Okay, maybe not that far off the hook.

A moment passes, two, and then Carter says, "Well, sir, I've never actually seen rabbits having sex."

"Ah." He shifts uncomfortably on the seat, trying for a spot with better padding. "Good. That's good," he says, and thinks he means it.

"Why? Is rabbit sex particularly disturbing?"

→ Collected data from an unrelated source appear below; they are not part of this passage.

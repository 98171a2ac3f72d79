use std::path::PathBuf;
use std::sync::Arc;

use tracing::{error, info, instrument};

use super::dispatcher::ToolDispatcher;
use super::history::assemble_history;
use super::invoker::{ModelInvoker, ModelReply};
use super::platform::{ChatMessage, ChatPlatform};

/// Everything a conversation task needs, shared read-only between tasks
pub struct BotContext {
    /// Chat platform client
    pub platform: Arc<dyn ChatPlatform>,
    /// Chat model invoker
    pub invoker: ModelInvoker,
    /// Tool call executor
    pub dispatcher: ToolDispatcher,
    /// Placeholder posted while the reply is prepared
    pub waiting_message: String,
    /// Staging directory for media
    pub temp_dir: PathBuf,
}

/// Handle one direct message or mention end to end.
///
/// Posts the placeholder into the message's thread, builds the reply and
/// overwrites the placeholder with it. Failures are logged; nothing is
/// returned to the event loop.
#[instrument(skip_all, fields(channel = %message.channel, ts = %message.ts))]
pub async fn handle_message(context: Arc<BotContext>, message: ChatMessage) {
    let placeholder = match context
        .platform
        .post_message(&message.channel, &message.ts, &context.waiting_message)
        .await
    {
        Ok(handle) => handle,
        Err(e) => {
            error!(error = %e, "Failed to post waiting message");
            return;
        }
    };

    let reply = process_conversation(&context, &message).await;

    if let Err(e) = context.platform.update_message(&placeholder, &reply).await {
        error!(error = %e, "Failed to update waiting message");
        return;
    }
    info!("Reply delivered");
}

/// Produce the reply text for `message`.
///
/// Always yields a string: content from the model, a tool status, or an
/// error status.
pub async fn process_conversation(context: &BotContext, message: &ChatMessage) -> String {
    let history = match assemble_history(
        context.platform.as_ref(),
        &context.temp_dir,
        &context.waiting_message,
        message,
    )
    .await
    {
        Ok(history) => history,
        Err(e) => {
            error!(error = %e, "Failed to assemble conversation");
            return format!("[ERROR] Problem processing conversation:\n {e:#}");
        }
    };

    match context.invoker.invoke(history).await {
        ModelReply::Content(text) => text,
        ModelReply::ToolCall(call) => context.dispatcher.dispatch(&call, message).await,
    }
}

#[cfg(test)]
mod tests {
    use super::*;
    use crate::bot::dispatcher::MediaModels;
    use crate::bot::platform::{MessageHandle, MockChatPlatform};
    use crate::llm::tools::ToolSet;
    use crate::llm::{ChatResponse, LlmError, MockAiProvider, ToolCall};
    use crate::testing::{mock_platform_placeholder, mock_provider_text};

    const WAITING: &str = ":hourglass_flowing_sand: Processing...";

    fn context(
        provider: MockAiProvider,
        platform: MockChatPlatform,
        temp_dir: &std::path::Path,
    ) -> Arc<BotContext> {
        let provider: Arc<dyn crate::llm::AiProvider> = Arc::new(provider);
        let platform: Arc<dyn ChatPlatform> = Arc::new(platform);
        Arc::new(BotContext {
            platform: platform.clone(),
            invoker: ModelInvoker::new(
                provider.clone(),
                "gpt-4o".to_string(),
                "You are a helpful assistant.".to_string(),
                Arc::new(ToolSet::new(true, true, true)),
            ),
            dispatcher: ToolDispatcher::new(
                provider,
                platform,
                reqwest::Client::new(),
                MediaModels {
                    image_model: "dall-e-3".to_string(),
                    tts_model: "tts-1".to_string(),
                    tts_voice: "alloy".to_string(),
                    stt_model: "whisper-1".to_string(),
                },
                temp_dir.to_path_buf(),
            ),
            waiting_message: WAITING.to_string(),
            temp_dir: temp_dir.to_path_buf(),
        })
    }

    fn direct_message(text: &str) -> ChatMessage {
        ChatMessage {
            channel: "D1".to_string(),
            ts: "1700000000.000100".to_string(),
            text: text.to_string(),
            client_msg_id: Some("c1".to_string()),
            ..ChatMessage::default()
        }
    }

    #[tokio::test]
    async fn test_text_reply_replaces_placeholder() -> anyhow::Result<()> {
        let mut platform = mock_platform_placeholder("D1", "1700000000.000200");
        platform
            .expect_update_message()
            .withf(|handle, text| handle.ts == "1700000000.000200" && text == "Hello there")
            .times(1)
            .returning(|_, _| Ok(()));

        let dir = tempfile::tempdir()?;
        let ctx = context(mock_provider_text("Hello there"), platform, dir.path());
        handle_message(ctx, direct_message("hi")).await;
        Ok(())
    }

    #[tokio::test]
    async fn test_placeholder_goes_into_the_message_thread() -> anyhow::Result<()> {
        let mut platform = MockChatPlatform::new();
        platform
            .expect_post_message()
            .withf(|channel, thread_ts, text| {
                channel == "D1" && thread_ts == "1700000000.000100" && text == WAITING
            })
            .times(1)
            .returning(|channel, _, _| {
                Ok(MessageHandle {
                    channel: channel.to_string(),
                    ts: "2.0".to_string(),
                })
            });
        platform.expect_update_message().times(1).returning(|_, _| Ok(()));

        let dir = tempfile::tempdir()?;
        let ctx = context(mock_provider_text("ok"), platform, dir.path());
        handle_message(ctx, direct_message("hi")).await;
        Ok(())
    }

    #[tokio::test]
    async fn test_failed_placeholder_skips_model_call() -> anyhow::Result<()> {
        let mut platform = MockChatPlatform::new();
        platform
            .expect_post_message()
            .returning(|_, _, _| Err(anyhow::anyhow!("channel_not_found")));
        platform.expect_update_message().times(0);
        let mut provider = MockAiProvider::new();
        provider.expect_chat_with_tools().times(0);

        let dir = tempfile::tempdir()?;
        handle_message(context(provider, platform, dir.path()), direct_message("hi")).await;
        Ok(())
    }

    #[tokio::test]
    async fn test_thread_fetch_failure_is_reported() -> anyhow::Result<()> {
        let mut platform = MockChatPlatform::new();
        platform
            .expect_fetch_thread()
            .returning(|_, _| Err(anyhow::anyhow!("ratelimited")));
        let mut provider = MockAiProvider::new();
        provider.expect_chat_with_tools().times(0);

        let dir = tempfile::tempdir()?;
        let ctx = context(provider, platform, dir.path());
        let message = ChatMessage {
            thread_ts: Some("1.0".to_string()),
            ..direct_message("again")
        };

        let reply = process_conversation(&ctx, &message).await;
        assert!(reply.starts_with("[ERROR] Problem processing conversation:\n "));
        assert!(reply.contains("ratelimited"));
        Ok(())
    }

    #[tokio::test]
    async fn test_tool_call_reply_is_a_status() -> anyhow::Result<()> {
        let mut provider = MockAiProvider::new();
        provider.expect_name().return_const("mock");
        provider.expect_chat_with_tools().returning(|_, _, _| {
            Ok(ChatResponse {
                content: None,
                tool_calls: vec![ToolCall::new("c1", "generate_tts", r#"{"input_text":"hi"}"#)],
                finish_reason: "tool_calls".to_string(),
            })
        });
        provider
            .expect_synthesize_speech()
            .returning(|_, _, _, _| Err(LlmError::NetworkError("connection reset".to_string())));

        let dir = tempfile::tempdir()?;
        let ctx = context(provider, MockChatPlatform::new(), dir.path());

        let reply = process_conversation(&ctx, &direct_message("say hi")).await;
        assert!(reply.starts_with("[ERROR] Problem converting from text to speech:\n "));
        assert_eq!(std::fs::read_dir(dir.path())?.count(), 0);
        Ok(())
    }
}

He's not sure how to reply to that, but she turns for a moment and hits him with that sunlit smile of hers and, well, if she's making fun of him then everything must be all right.

***

Jack wants to head straight eastward, but Carter nixes that idea. "I was going full out all the way here, so I didn't really have the time to track down someone tied into the National Traffic System and send a message back on the radio. If I don't take the chance to use the same guy you did Daniel's going to be a little upset." She rolls her shoulders, grimacing. "You know, more upset."

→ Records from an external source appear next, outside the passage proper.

use super::openai_compat;
use super::{AiProvider, ChatResponse, ImageSize, LlmError, PromptMessage, ToolDefinition};
use async_openai::config::OpenAIConfig;
use async_trait::async_trait;
use reqwest::Client as HttpClient;
use std::path::Path;
use tracing::instrument;

/// Azure OpenAI deployments
pub mod azure;

pub use azure::AzureOpenAiProvider;

/// LLM provider implementation for the public OpenAI API
pub struct OpenAiProvider {
    config: OpenAIConfig,
    http_client: HttpClient,
}

impl OpenAiProvider {
    /// Create a new OpenAI provider instance
    #[must_use]
    pub fn new(http_client: HttpClient, api_key: String, api_base: String) -> Self {
        let config = OpenAIConfig::new()
            .with_api_key(api_key)
            .with_api_base(api_base);
        Self {
            config,
            http_client,
        }
    }
}

#[async_trait]
impl AiProvider for OpenAiProvider {
    fn name(&self) -> &'static str {
        "openai"
    }

    #[instrument(skip(self, messages, tools), fields(messages = messages.len(), tools = tools.len()))]
    async fn chat_with_tools(
        &self,
        model_id: &str,
        messages: &[PromptMessage],
        tools: &[ToolDefinition],
    ) -> Result<ChatResponse, LlmError> {
        openai_compat::chat_with_tools(&self.http_client, &self.config, model_id, messages, tools)
            .await
    }

    #[instrument(skip(self, prompt))]
    async fn generate_image(
        &self,
        model_id: &str,
        prompt: &str,
        size: ImageSize,
    ) -> Result<String, LlmError> {
        openai_compat::generate_image(&self.http_client, &self.config, model_id, prompt, size).await
    }

    #[instrument(skip(self, input))]
    async fn synthesize_speech(
        &self,
        model_id: &str,
        voice: &str,
        input: &str,
        destination: &Path,
    ) -> Result<(), LlmError> {
        openai_compat::synthesize_speech(
            &self.http_client,
            &self.config,
            model_id,
            voice,
            input,
            destination,
        )
        .await
    }

    #[instrument(skip(self))]
    async fn transcribe_audio(
        &self,
        model_id: &str,
        audio_path: &Path,
    ) -> Result<String, LlmError> {
        openai_compat::transcribe_audio(&self.http_client, &self.config, model_id, audio_path)
            .await
    }
}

"He's pissed off you got to come and he didn't?" Jack asks, maneuvering the truck around a long-abandoned semi. Sagebrush crunches under the tires; he feels briefly guilty, then reminds himself that the sagebrush is winning.

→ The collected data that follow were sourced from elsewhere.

//! CSV loader for city trip data, with month/day filtering.

use anyhow::{Context, Result, bail};
use std::fs::File;
use std::io::Read;
use std::path::Path;
use tracing::{debug, info};

use crate::catalog::{city_path, month_index};
use crate::trip::{Columns, Trip, TripTable};

/// The user's selection: a city plus a month and day, either of which may be `All`.
#[derive(Debug, Clone, PartialEq, Eq)]
pub struct Filters {
    pub city: String,
    pub month: String,
    pub day: String,
}

impl Filters {
    pub fn new(city: &str, month: &str, day: &str) -> Self {
        Self {
            city: city.to_string(),
            month: month.to_string(),
            day: day.to_string(),
        }
    }

    /// The 1-based month to keep, or `None` when every month is wanted.
    ///
    /// # Errors
    ///
    /// Returns an error if the month is neither `All` nor a known month name.
    pub fn month_number(&self) -> Result<Option<u32>> {
        if is_all(&self.month) {
            return Ok(None);
        }
        match month_index(&self.month) {
            Some(index) => Ok(Some(index)),
            None => bail!("unknown month '{}'", self.month),
        }
    }

    /// The weekday name to keep, or `None` when every day is wanted.
    pub fn day_name(&self) -> Result<Option<&str>> {
        if is_all(&self.day) {
            return Ok(None);
        }
        let known = crate::catalog::DAYS
            .iter()
            .any(|d| d.eq_ignore_ascii_case(&self.day));
        if !known {
            bail!("unknown day '{}'", self.day);
        }
        Ok(Some(self.day.as_str()))
    }
}

fn is_all(value: &str) -> bool {
    value.eq_ignore_ascii_case("all")
}

/// Loads the trips for `filters.city` from `data_dir` and narrows them to the
/// requested month and day.
///
/// # Errors
///
/// Returns an error if the city is unknown, the file cannot be read, or a row
/// cannot be parsed.
#[tracing::instrument(skip(data_dir), fields(data_dir = %data_dir.display()))]
pub fn load_data(data_dir: &Path, filters: &Filters) -> Result<TripTable> {
    let month = filters.month_number()?;
    let day = filters.day_name()?;
    let path = city_path(data_dir, &filters.city)?;

    let file = File::open(&path).with_context(|| format!("failed to open {}", path.display()))?;
    let mut table = read_trips(file).with_context(|| format!("failed to load {}", path.display()))?;
    let loaded = table.len();

    table.retain_month(month);
    table.retain_day(day);

    info!(
        city = %filters.city,
        path = %path.display(),
        loaded,
        kept = table.len(),
        "Trip data loaded"
    );
    Ok(table)
}

/// Reads every trip from CSV data and derives each row's month and weekday.
pub fn read_trips<R: Read>(reader: R) -> Result<TripTable> {
    let mut rdr = csv::Reader::from_reader(reader);
    let columns = Columns::from_headers(rdr.headers()?.iter());
    debug!(?columns, "CSV header read");

    let mut rows = Vec::new();
    for (i, result) in rdr.deserialize().enumerate() {
        // line 1 is the header
        let mut trip: Trip = result.with_context(|| format!("invalid trip on line {}", i + 2))?;
        trip.derive_fields();
        rows.push(trip);
    }

    Ok(TripTable::new(rows, columns))
}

"Sort of. When we got your message he wasn't well enough to travel - I'm sure he's fine now," she adds in response to his raised eyebrow. "He wanted me to wait so we could go together, but it would've been weeks before I'd have felt comfortable, and having to go over the Rockies... I wanted to go as early as I could. He said I should at least take someone else from town, but even if I could've come up with someone who could be spared and who I trusted... I mean, just because the message used your name, that didn't mean it was really you. Could've been a setup." She trails off and leans her head back against the seat, eyes closed. "So I left."

"Left? Without telling him?"

"Well, I left a note."

"A note?"

She makes air-quotes with her fingers, eyes still closed. "Dear Daniel, I've taken the truck and the Beretta and gone to Utah to pick up the Colonel. I promise I'll be careful and hope to see you again sometime in August. If I get back and hear you gave Dr. Langevin any trouble, I'll kick your ass. Love, Sam. P.S.: Christina has your birthday present. Sorry I'm going to miss it."

There's a brief, awed silence, which is finally broken by Jack saying, "He's going to shoot you, you know."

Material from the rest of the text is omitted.